On the Moduli of Lipschitz Homology Classes
Ilmari Kangasniemi, Eden Prywes
TL;DR
This work defines a homology-friendly modulus, $\operatorname{dMod}_p$, built from $L^p$-differential forms on Lipschitz manifolds to measure Lipschitz homology classes. It establishes a sharp duality: for a non-torsion class $c$, there exists a unique dual $c'$ with $\operatorname{dMod}_p(c)^{1/p}\operatorname{dMod}_q(c')^{1/q}=1$ and Poincaré-dual coupling, extending to manifolds with boundary. The authors prove existence and regularity of modulus minimizers, show these minimizers are $p$-harmonic, and connect the theory to Sobolev de Rham cohomology and a Lipschitz de Rham theorem, thereby generalizing classical surface modulus results to a robust form-based framework.
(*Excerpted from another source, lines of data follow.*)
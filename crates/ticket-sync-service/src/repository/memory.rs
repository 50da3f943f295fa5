//! 内存存储
//!
//! 基于 DashMap 的仓储实现，语义与 Postgres 版一致（唯一键判重、版本号 CAS），
//! 用于本地运行和端到端测试。

use std::sync::atomic::{AtomicBool, AtomicI64, Ordering};

use async_trait::async_trait;
use chrono::{DateTime, Utc};
use dashmap::DashMap;
use dashmap::mapref::entry::Entry;
use parking_lot::RwLock;
use uuid::Uuid;

use super::traits::{
    CheckpointRepositoryTrait, PlatformLinkRepositoryTrait, TicketSaleRepositoryTrait,
    WebhookLogRepositoryTrait,
};
use crate::error::{IngestError, Result};
use crate::models::{
    NewWebhookLog, Platform, PlatformLink, SalesAggregate, SyncCheckpoint, TicketSale, WebhookLog,
    WebhookLogFilter,
};

type Key = (Platform, String);

#[derive(Debug, Default)]
pub struct InMemoryStore {
    sales: DashMap<Key, TicketSale>,
    links: DashMap<Key, PlatformLink>,
    checkpoints: DashMap<Key, SyncCheckpoint>,
    logs: RwLock<Vec<WebhookLog>>,
    next_sale_id: AtomicI64,
    next_link_id: AtomicI64,
    /// 打开后销售记录的读写都返回 TransientStore
    fail_sales: AtomicBool,
}

impl InMemoryStore {
    pub fn new() -> Self {
        Self::default()
    }

    /// 登记平台活动关联（生产环境由活动管理模块写入）
    pub fn link(
        &self,
        platform: Platform,
        external_event_id: &str,
        internal_event_id: Uuid,
    ) -> PlatformLink {
        let link = PlatformLink {
            id: self.next_link_id.fetch_add(1, Ordering::SeqCst) + 1,
            internal_event_id,
            platform,
            external_event_id: external_event_id.to_string(),
            last_sync_at: None,
            webhook_last_received: None,
            created_at: Utc::now(),
        };
        self.links
            .insert((platform, external_event_id.to_string()), link.clone());
        link
    }

    pub fn set_fail_sales(&self, fail: bool) {
        self.fail_sales.store(fail, Ordering::SeqCst);
    }

    pub fn sales(&self) -> Vec<TicketSale> {
        let mut sales: Vec<TicketSale> = self.sales.iter().map(|e| e.value().clone()).collect();
        sales.sort_by_key(|s| s.id);
        sales
    }

    /// 按写入顺序返回全部审计日志
    pub fn logs(&self) -> Vec<WebhookLog> {
        self.logs.read().clone()
    }

    pub fn link_for(&self, platform: Platform, external_event_id: &str) -> Option<PlatformLink> {
        self.links
            .get(&(platform, external_event_id.to_string()))
            .map(|e| e.value().clone())
    }

    fn check_sales_available(&self) -> Result<()> {
        if self.fail_sales.load(Ordering::SeqCst) {
            return Err(IngestError::TransientStore("内存存储已被置为不可用".to_string()));
        }
        Ok(())
    }
}

#[async_trait]
impl TicketSaleRepositoryTrait for InMemoryStore {
    async fn find_by_key(&self, platform: Platform, order_id: &str) -> Result<Option<TicketSale>> {
        self.check_sales_available()?;
        Ok(self
            .sales
            .get(&(platform, order_id.to_string()))
            .map(|e| e.value().clone()))
    }

    async fn insert_if_absent(&self, sale: &TicketSale) -> Result<Option<TicketSale>> {
        self.check_sales_available()?;
        match self
            .sales
            .entry((sale.platform, sale.platform_order_id.clone()))
        {
            Entry::Occupied(_) => Ok(None),
            Entry::Vacant(slot) => {
                let now = Utc::now();
                let mut stored = sale.clone();
                stored.id = self.next_sale_id.fetch_add(1, Ordering::SeqCst) + 1;
                stored.version = 1;
                stored.created_at = now;
                stored.updated_at = now;
                slot.insert(stored.clone());
                Ok(Some(stored))
            }
        }
    }

    async fn update_if_version(&self, sale: &TicketSale) -> Result<Option<TicketSale>> {
        self.check_sales_available()?;
        let Some(mut current) = self
            .sales
            .get_mut(&(sale.platform, sale.platform_order_id.clone()))
        else {
            return Ok(None);
        };

        if current.id != sale.id || current.version != sale.version {
            return Ok(None);
        }

        let created_at = current.created_at;
        let mut stored = sale.clone();
        stored.version = current.version + 1;
        stored.created_at = created_at;
        stored.updated_at = Utc::now();
        *current = stored.clone();
        Ok(Some(stored))
    }

    async fn list_by_event(&self, internal_event_id: Uuid) -> Result<Vec<TicketSale>> {
        self.check_sales_available()?;
        Ok(self
            .sales()
            .into_iter()
            .filter(|s| s.internal_event_id == internal_event_id)
            .collect())
    }

    async fn aggregate_for_event(&self, internal_event_id: Uuid) -> Result<Vec<SalesAggregate>> {
        self.check_sales_available()?;
        let mut groups: Vec<SalesAggregate> = Vec::new();
        for sale in self.list_by_event(internal_event_id).await? {
            let idx = match groups
                .iter()
                .position(|g| g.platform == sale.platform && g.status == sale.status)
            {
                Some(idx) => idx,
                None => {
                    groups.push(SalesAggregate {
                        platform: sale.platform,
                        status: sale.status,
                        orders: 0,
                        tickets: 0,
                        gross_cents: 0,
                        fees_cents: 0,
                        refund_cents: 0,
                    });
                    groups.len() - 1
                }
            };
            let group = &mut groups[idx];
            group.orders += 1;
            group.tickets += i64::from(sale.ticket_quantity);
            group.gross_cents += sale.total_amount_cents;
            group.fees_cents += sale.fees_cents;
            group.refund_cents += sale.refund_amount_cents;
        }
        groups.sort_by(|a, b| {
            (a.platform.as_str(), a.status.as_str()).cmp(&(b.platform.as_str(), b.status.as_str()))
        });
        Ok(groups)
    }
}

#[async_trait]
impl PlatformLinkRepositoryTrait for InMemoryStore {
    async fn find(
        &self,
        platform: Platform,
        external_event_id: &str,
    ) -> Result<Option<PlatformLink>> {
        Ok(self.link_for(platform, external_event_id))
    }

    async fn list_by_platform(&self, platform: Platform) -> Result<Vec<PlatformLink>> {
        let mut links: Vec<PlatformLink> = self
            .links
            .iter()
            .filter(|e| e.value().platform == platform)
            .map(|e| e.value().clone())
            .collect();
        links.sort_by_key(|l| l.id);
        Ok(links)
    }

    async fn mark_webhook_received(&self, id: i64, at: DateTime<Utc>) -> Result<()> {
        if let Some(mut link) = self.links.iter_mut().find(|e| e.value().id == id) {
            link.webhook_last_received = Some(at);
        }
        Ok(())
    }

    async fn mark_synced(&self, id: i64, at: DateTime<Utc>) -> Result<()> {
        if let Some(mut link) = self.links.iter_mut().find(|e| e.value().id == id) {
            link.last_sync_at = Some(at);
        }
        Ok(())
    }
}

fn matches_filter(log: &WebhookLog, filter: &WebhookLogFilter) -> bool {
    filter.platform.as_ref().is_none_or(|p| &log.platform == p)
        && filter.outcome.is_none_or(|o| log.outcome == o)
        && filter.processed.is_none_or(|p| log.processed == p)
}

#[async_trait]
impl WebhookLogRepositoryTrait for InMemoryStore {
    async fn append(&self, log: &NewWebhookLog) -> Result<WebhookLog> {
        let mut logs = self.logs.write();
        let row = WebhookLog {
            id: logs.len() as i64 + 1,
            platform: log.platform.clone(),
            event_type: log.event_type.clone(),
            payload: log.payload.clone(),
            signature: log.signature.clone(),
            received_at: log.received_at,
            processed: log.processed(),
            outcome: log.outcome,
            error_code: log.error_code.clone(),
            error_message: log.error_message.clone(),
            replay_of: log.replay_of,
        };
        logs.push(row.clone());
        Ok(row)
    }

    async fn get(&self, id: i64) -> Result<Option<WebhookLog>> {
        Ok(self.logs.read().iter().find(|l| l.id == id).cloned())
    }

    async fn list(&self, filter: &WebhookLogFilter) -> Result<Vec<WebhookLog>> {
        let logs = self.logs.read();
        let mut rows: Vec<WebhookLog> = logs
            .iter()
            .filter(|l| matches_filter(l, filter))
            .cloned()
            .collect();
        rows.sort_by(|a, b| b.received_at.cmp(&a.received_at).then(b.id.cmp(&a.id)));
        Ok(rows
            .into_iter()
            .skip(filter.offset.max(0) as usize)
            .take(filter.limit.max(0) as usize)
            .collect())
    }

    async fn count(&self, filter: &WebhookLogFilter) -> Result<i64> {
        Ok(self
            .logs
            .read()
            .iter()
            .filter(|l| matches_filter(l, filter))
            .count() as i64)
    }
}

#[async_trait]
impl CheckpointRepositoryTrait for InMemoryStore {
    async fn get(
        &self,
        platform: Platform,
        external_event_id: &str,
    ) -> Result<Option<SyncCheckpoint>> {
        Ok(self
            .checkpoints
            .get(&(platform, external_event_id.to_string()))
            .map(|e| e.value().clone()))
    }

    async fn save(&self, platform: Platform, external_event_id: &str, next_page: i32) -> Result<()> {
        self.checkpoints.insert(
            (platform, external_event_id.to_string()),
            SyncCheckpoint {
                platform,
                external_event_id: external_event_id.to_string(),
                next_page,
                updated_at: Utc::now(),
            },
        );
        Ok(())
    }

    async fn clear(&self, platform: Platform, external_event_id: &str) -> Result<()> {
        self.checkpoints
            .remove(&(platform, external_event_id.to_string()));
        Ok(())
    }
}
The results yield a generalization of duality inequalities (e.g., $\operatorname{Mod}_p^{1/p}(c)\operatorname{Mod}_q^{1/q}(c')\le 1$) and provide a principled link between capacity problems, Poincaré duality, and Sobolev form theory on Lipschitz manifolds. Overall, the paper advances a comprehensive analytic toolkit to study Lipschitz homology via differential forms, enabling precise duality statements and variational characterizations with potential applications to geometric analysis and quasiconformal-type questions on rough spaces.
Abstract
We define a type of modulus $\operatorname{dMod}_p$ for Lipschitz surfaces based on $L^p$-integrable measurable differential forms, generalizing the vector modulus of Aikawa and Ohtsuka. We show that this modulus satisfies a homological duality theorem, where for Hölder conjugate exponents $p, q \in (1, \infty)$, every relative Lipschitz $k$-homology class $c$ has a unique dual Lipschitz $(n-k)$-homology class $c'$ such that $\operatorname{dMod}_p^{1/p}(c) \operatorname{dMod}_q^{1/q}(c') = 1$ and the Poincaré dual of $c$ maps $c'$ to 1. As $\operatorname{dMod}_p$ is larger than the classical surface modulus $\operatorname{Mod}_p$, we immediately recover a more general version of the estimate $\operatorname{Mod}_p^{1/p}(c) \operatorname{Mod}_q^{1/q}(c') \leq 1$, which appears in works by Freedman and He and by Lohvansuu. Our theory is formulated in the general setting of Lipschitz Riemannian manifolds, though our results appear new in the smooth setting as well. We also provide a characterization of closed and exact Sobolev forms on Lipschitz manifolds based on integration over Lipschitz $k$-chains.